[Your task] Lines from the one containing "the address text" through the last line of the records below are to be repeated exactly.

(Stored items)
+++

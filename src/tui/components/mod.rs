//! # TUI Components
//!
//! All UI components for the terminal interface.
//!
//! ### Stateless Components (Props-Based Rendering)
//!
//! - `Toolbar`: navigation indicators and the address text
//! - `StatusBar`: status message and key hints
//!
//! ### Stateful Components (Event-Driven)
//!
//! Each keeps its persistent state in a `*State` struct owned by `TuiState`
//! and implements `EventHandler` on that state:
//!
//! - `TabTree` / `TabTreeState`: the tab forest, selection, close/expand keys
//! - `AddressBarState`: address editing buffer and cursor
//! - `PageView` / `PageViewState`: document text, scroll, link selection
//!
//! Components receive external data as props, never by reaching into `App`.
//!
//! ```text
//! components/
//! ├── mod.rs         (this file)
//! ├── tab_tree.rs    (left pane)
//! ├── toolbar.rs     (navigation + address bar)
//! ├── page_view.rs   (rendered document)
//! └── status_bar.rs  (bottom line)
//! ```

pub mod page_view;
pub mod status_bar;
pub mod tab_tree;
pub mod toolbar;

pub use page_view::{PageEvent, PageView, PageViewState};
pub use status_bar::StatusBar;
pub use tab_tree::{TabTree, TabTreeState, TreeEvent};
pub use toolbar::{AddressBarState, AddressEvent, Toolbar};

+++

[Answer to this problem]
//! - `Toolbar`: navigation indicators and the address text
//! - `StatusBar`: status message and key hints
//!
//! ### Stateful Components (Event-Driven)
//!
//! Each keeps its persistent state in a `*State` struct owned by `TuiState`
//! and implements `EventHandler` on that state:
//!
//! - `TabTree` / `TabTreeState`: the tab forest, selection, close/expand keys
//! - `AddressBarState`: address editing buffer and cursor
//! - `PageView` / `PageViewState`: document text, scroll, link selection
//!
//! Components receive external data as props, never by reaching into `App`.
//!
//! ```text
//! components/
//! ├── mod.rs         (this file)
//! ├── tab_tree.rs    (left pane)
//! ├── toolbar.rs     (navigation + address bar)
//! ├── page_view.rs   (rendered document)
//! └── status_bar.rs  (bottom line)
//! ```

pub mod page_view;
pub mod status_bar;
pub mod tab_tree;
pub mod toolbar;

pub use page_view::{PageEvent, PageView, PageViewState};
pub use status_bar::StatusBar;
pub use tab_tree::{TabTree, TabTreeState, TreeEvent};
pub use toolbar::{AddressBarState, AddressEvent, Toolbar};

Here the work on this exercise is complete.